For all the atrocities it catalogues, Guillaume Zeller’s “The Priest Barracks: Dachau 1938-1945” (Ignatius Press, 2017), is primarily a book about grace.

It is safe to say that any book with the word Dachau in the title is not going to be an easy read and Zeller’s analysis of one of the darkest chapters in human history is certainly not for the fainthearted. Even as Holocaust histories go, it is extremely graphic in places and some of the accounts of loss and cruelty are almost unbearable to read. However, it is also fair to say that, for all the atrocities it catalogues, The Priest Barracks: Dachau 1938-1945 is primarily a book about grace. It is the individual stories of heroism and sacrifice which make this book such a valuable contribution to the modern reader’s understanding of a time that is quietly slipping out of living memory.

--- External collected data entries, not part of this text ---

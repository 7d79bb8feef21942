//! Ownership of the overlay mount stack for one build.
//!
//! An [`OverlayManager`] is either fully mounted or does not exist: any
//! failure during [`OverlayManager::create`] unwinds the mounts made so far
//! before the error reaches the caller. Teardown pops the stack, so mounts
//! are always undone in reverse order of creation.

use std::fmt;
use std::fs::{self, OpenOptions};
use std::io;
use std::path::{Path, PathBuf};
use std::sync::Arc;

use keystone_common::config::KeystoneConfig;
use keystone_common::constants::{LOCK_FILE, OVERLAYS_DIR, PASSTHROUGH_PREFIX};
use keystone_common::error::{KeystoneError, Result};
use keystone_common::types::{BuildTarget, MountInfo};

use super::plan::{OverlayPlan, StepKind};
use crate::layers::layers_for;
use crate::lock::SourceRootLock;
use crate::mount::MountHandle;
use crate::runner::CommandRunner;

/// Live overlay of a source tree for one build target.
///
/// Call [`OverlayManager::destroy`] once the build is done to observe
/// teardown failures. Dropping the manager tears down as well, logging any
/// failures instead of returning them.
pub struct OverlayManager {
    plan: OverlayPlan,
    runner: Arc<dyn CommandRunner>,
    mount_stack: Vec<MountHandle>,
    passthrough_dir: Option<PathBuf>,
    // Dropped after the mounts are gone.
    lock: Option<SourceRootLock>,
}

impl OverlayManager {
    /// Mounts the overlay for `target` on top of `source_root`.
    ///
    /// The steps run in order: resolve layers, check that the source root
    /// and every layer directory exist, create the build-output directory,
    /// bind it aside into a private directory, write layer markers and
    /// scratch directories, mount the union, then bind the build output back
    /// on top of the union.
    ///
    /// # Errors
    ///
    /// Returns [`KeystoneError::UnknownTarget`], or [`KeystoneError::Io`] for
    /// a missing source root or layer directory, before touching the
    /// filesystem. Returns the failing step's error
    /// ([`KeystoneError::Mount`], [`KeystoneError::Spawn`],
    /// [`KeystoneError::Io`] or [`KeystoneError::Busy`]) after unwinding
    /// every mount made by this call.
    pub fn create(
        target: &BuildTarget,
        source_root: &Path,
        runner: Arc<dyn CommandRunner>,
        config: &KeystoneConfig,
    ) -> Result<Self> {
        // Resolved here only to reject inputs before any mutation; the plan
        // resolves the same table entry again.
        let layers = layers_for(target.as_str())?;

        let source_root = std::path::absolute(source_root).map_err(|e| KeystoneError::Io {
            path: source_root.to_path_buf(),
            source: e,
        })?;
        ensure_dir(&source_root, "source root missing")?;
        for layer in layers {
            ensure_dir(
                &source_root.join(OVERLAYS_DIR).join(layer),
                "overlay layer directory missing",
            )?;
        }

        let passthrough = tempfile::Builder::new()
            .prefix(PASSTHROUGH_PREFIX)
            .tempdir()
            .map_err(|e| KeystoneError::Io {
                path: std::env::temp_dir(),
                source: e,
            })?
            .keep();

        let prepared =
            OverlayPlan::new(target, &source_root, &passthrough, &config.privilege_prefix)
                .and_then(|plan| {
                    let lock = prepare_output(&plan.output_dir(), config.lock)?;
                    Ok((plan, lock))
                });
        let (plan, lock) = match prepared {
            Ok(prepared) => prepared,
            Err(e) => {
                let _ = fs::remove_dir(&passthrough);
                return Err(e);
            }
        };

        let mut manager = Self {
            plan,
            runner,
            mount_stack: Vec::with_capacity(3),
            passthrough_dir: Some(passthrough),
            lock,
        };

        if let Err(e) = manager.mount_all() {
            tracing::warn!(
                build_target = %target,
                mounted = manager.mount_stack.len(),
                error = %e,
                "overlay setup failed, unwinding"
            );
            if let Err(residual) = manager.destroy() {
                tracing::error!(error = %residual, "unwinding left mounts behind");
            }
            return Err(e);
        }

        tracing::info!(
            build_target = %target,
            source_root = %manager.plan.source_root().display(),
            layers = ?manager.plan.layers(),
            "overlay mounted"
        );
        Ok(manager)
    }

    fn mount_all(&mut self) -> Result<()> {
        for step in self.plan.steps().to_vec() {
            if step.kind == StepKind::UnionMount {
                self.prepare_layer_dirs()?;
            }
            tracing::debug!(step = %step.kind, "mounting");
            let handle = MountHandle::acquire(
                Arc::clone(&self.runner),
                step.mount_command,
                step.unmount_command,
            )?;
            self.mount_stack.push(handle);
        }
        Ok(())
    }

    fn prepare_layer_dirs(&self) -> Result<()> {
        for layer in self.plan.layers() {
            let whiteout = self.plan.whiteout_path(layer);
            let _ = OpenOptions::new()
                .create(true)
                .append(true)
                .open(&whiteout)
                .map_err(|e| KeystoneError::Io {
                    path: whiteout.clone(),
                    source: e,
                })?;
            tracing::debug!(path = %whiteout.display(), "layer whiteout in place");
        }
        create_dir(&self.plan.work_dir())?;
        create_dir(&self.plan.upper_dir())
    }

    /// Unmounts everything in reverse order of creation.
    ///
    /// Every handle is released even if earlier ones fail. Once all mounts
    /// are released cleanly the empty passthrough directory is removed;
    /// otherwise it is left in place, since it may still be a mount point.
    /// Calling this again does nothing.
    ///
    /// # Errors
    ///
    /// Returns [`KeystoneError::TeardownIncomplete`] listing each unmount
    /// that failed.
    pub fn destroy(&mut self) -> Result<()> {
        let was_mounted = !self.mount_stack.is_empty();
        let mut failures = Vec::new();
        while let Some(mut handle) = self.mount_stack.pop() {
            if let Err(e) = handle.release() {
                failures.push(e);
            }
        }

        if let Some(dir) = self.passthrough_dir.take() {
            if failures.is_empty() {
                if let Err(e) = fs::remove_dir(&dir) {
                    tracing::warn!(
                        path = %dir.display(),
                        error = %e,
                        "could not remove passthrough directory"
                    );
                }
            } else {
                tracing::warn!(path = %dir.display(), "passthrough directory left behind");
            }
        }
        self.lock = None;

        if !failures.is_empty() {
            return Err(KeystoneError::TeardownIncomplete { failures });
        }
        if was_mounted {
            tracing::info!(build_target = %self.plan.target(), "overlay torn down");
        }
        Ok(())
    }

    /// Commands of every live mount, in creation order.
    #[must_use]
    pub fn mount_info(&self) -> Vec<MountInfo> {
        self.mount_stack.iter().map(MountHandle::info).collect()
    }

    /// Returns `true` while any mount of this overlay is live.
    #[must_use]
    pub fn is_mounted(&self) -> bool {
        !self.mount_stack.is_empty()
    }

    /// Target the overlay was built for.
    #[must_use]
    pub const fn target(&self) -> &BuildTarget {
        self.plan.target()
    }

    /// Absolute root of the overlaid tree.
    #[must_use]
    pub fn source_root(&self) -> &Path {
        self.plan.source_root()
    }

    /// Layer names, most specific first.
    #[must_use]
    pub fn layers(&self) -> &[String] {
        self.plan.layers()
    }

    /// Layout and commands this overlay was mounted with.
    #[must_use]
    pub const fn plan(&self) -> &OverlayPlan {
        &self.plan
    }
}

impl fmt::Debug for OverlayManager {
    fn fmt(&self, f: &mut fmt::Formatter<'_>) -> fmt::Result {
        f.debug_struct("OverlayManager")
            .field("plan", &self.plan)
            .field("mount_stack", &self.mount_stack)
            .field("passthrough_dir", &self.passthrough_dir)
            .field("lock", &self.lock)
            .finish_non_exhaustive()
    }
}

impl Drop for OverlayManager {
    fn drop(&mut self) {
        if let Err(e) = self.destroy() {
            tracing::error!(error = %e, "overlay teardown on drop failed");
        }
    }
}

/// Creates the build-output directory and, if requested, locks it.
fn prepare_output(output: &Path, lock: bool) -> Result<Option<SourceRootLock>> {
    create_dir(output)?;
    if lock {
        SourceRootLock::acquire(&output.join(LOCK_FILE)).map(Some)
    } else {
        Ok(None)
    }
}

fn ensure_dir(path: &Path, reason: &'static str) -> Result<()> {
    if path.is_dir() {
        return Ok(());
    }
    Err(KeystoneError::Io {
        path: path.to_path_buf(),
        source: io::Error::new(io::ErrorKind::NotFound, reason),
    })
}

fn create_dir(path: &Path) -> Result<()> {
    fs::create_dir_all(path).map_err(|e| KeystoneError::Io {
        path: path.to_path_buf(),
        source: e,
    })
}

The fate of the thousands of priests and seminarians who were sent to the Nazi concentration camps, many never to return, has received very little acknowledgement and few are aware that there were barracks in Dachau exclusively inhabited by priests, seminarians, a small number of Protestant pastors and even, for a short time, two imams of Albanian origin. The Priest Barracks is the story of religious men from all over Europe – Germany, Austria, Poland, France, Czechoslovakia and even a priest from England – who were forced to live out their vocations on the Calvary the Nazis created. In some cases, the Calvary metaphor became a reality, such as in the case of the priest who was ordered to fashion a crown out of barbed wire and wear it, whilst Jewish prisoners were forced to mock him and spit at him in a grotesque re-enactment of the Passion.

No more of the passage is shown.